Национализм – вот еще больной вопрос современного и особенно русского искусства. Многие в нем полагают все наше спасение и пытаются искусственно поддержать его в нас. Но что может быть губительнее для творца, как желание стать
национальным. Единственный возможный национализм – это бессознательный национализм крови. И это сокровище редкое и ценнейшее. Сама натура должна быть народной, должна невольно, даже быть может против воли, вечно рефлектировать блеском коренной национальности. Надо выносить в себе народность, быть, так сказать, ее родовитым потомком, с древней, чистой кровью нации. Тогда это имеет цену и цену неизмеримую. Принципиальный же национализм – это маска и неуважение к нации. Вся грубость нашего искусства в частности, происходит от этих ложных поисков; как будто стоит только захотеть, чтобы схватить и передать сущность русского духа. И вот являются такие искатели и схватывают то, что их поверхностному представлению кажется наиболее типичным и что наиболее дискредитирует нашу народную особенность. Это роковая ошибка, и пока в русском национальном искусстве не будут видеть стройной грандиозной гармонии, царственной простоты и редкой красоты красок, до тех пор у нас не будет настоящего искусства.

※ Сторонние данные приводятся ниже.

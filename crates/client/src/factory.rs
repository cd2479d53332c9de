//! Builds actor handles from remote descriptions.

use std::sync::Arc;

use crate::actor::{Actor, ActorHandle, ActorKind, Sensor, TrafficLight, Vehicle};
use crate::description::ActorDescription;
use crate::episode::EpisodeProxy;
use crate::gc::GarbageCollectionPolicy;

const VEHICLE_PREFIX: &str = "vehicle.";
const TRAFFIC_LIGHT_PREFIX: &str = "traffic.traffic_light";

/// Variant chosen for a description. First match wins, in declaration order.
#[derive(Debug, Clone, Copy, PartialEq, Eq)]
enum ActorClass {
	Sensor,
	Vehicle,
	TrafficLight,
	Generic,
}

fn classify(description: &ActorDescription) -> ActorClass {
	if description.has_stream() {
		ActorClass::Sensor
	} else if description.type_id.starts_with(VEHICLE_PREFIX) {
		ActorClass::Vehicle
	} else if description.type_id.starts_with(TRAFFIC_LIGHT_PREFIX) {
		ActorClass::TrafficLight
	} else {
		ActorClass::Generic
	}
}

/// Constructs [`ActorHandle`]s.
#[derive(Debug, Clone, Copy, Default)]
pub struct ActorFactory;

impl ActorFactory {
	/// Classifies `description`, builds the matching variant and wraps it in a
	/// shared handle carrying `gc`.
	///
	/// With [`GarbageCollectionPolicy::Enabled`] the last drop destroys the
	/// remote actor; with [`GarbageCollectionPolicy::Disabled`] it only frees
	/// local memory.
	pub fn make_actor(episode: EpisodeProxy, description: ActorDescription, gc: GarbageCollectionPolicy) -> ActorHandle {
		let kind = match classify(&description) {
			ActorClass::Sensor => ActorKind::Sensor(Sensor::new(&description)),
			ActorClass::Vehicle => ActorKind::Vehicle(Vehicle),
			ActorClass::TrafficLight => ActorKind::TrafficLight(TrafficLight),
			ActorClass::Generic => ActorKind::Generic,
		};
		tracing::trace!(actor_id = %description.id, type_id = %description.type_id, ?gc, "actor_factory.make_actor");
		Arc::new(Actor::new(description, kind, episode, gc))
	}
}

Взгляните же на нашу истинную гордость: новгородскую и ростовскую старину, – что может быть благороднее и гармоничнее ее? Вспомните наше величие – Глинку и Чайковского. Как тонка и изящна у них и как гигантски выражена вся Россия, все чисто русское. Конечно, в нашем искусстве не может не быть суровости, татарщины, и если она вылилась у поэта потому, что он иначе мыслить не способен, потому что он напитан этим духом, как например Суриков и Бородин, то ясно, что в их искренности и простодушной откровенности и кроется вся их прелесть. Но наши ложные берендеи, Стеньки Разины нашего искусства – вот наши раны, вот истинно не русские люди [Дягилев 1899б, 3–4: 58–59].Не прошло и десяти лет с тех пор, как Берендеевка воспевалась как национальный идеал, прежде чем Дягилев отверг ее как откровенную подделку. Согласно дискурсу, развиваемому новыми художественными журналами, такими как «Художественные сокровища России», «Мир искусства» и «Старые годы», на рубеже столетий начался еще один репрезентативный сдвиг: центр национальной культуры снова сместился, прочь из Москвы. Теперь переживал «возрождение» космополитический Санкт-Петербург, в то время как Стасов, Репин и вся «русская школа», которую они отстаивали, а также пафосные выставочные павильоны в русском стиле стали объектом насмешки в прессе со стороны молодого поколения «декадентов», объединившихся вокруг «Мира искусства»[726]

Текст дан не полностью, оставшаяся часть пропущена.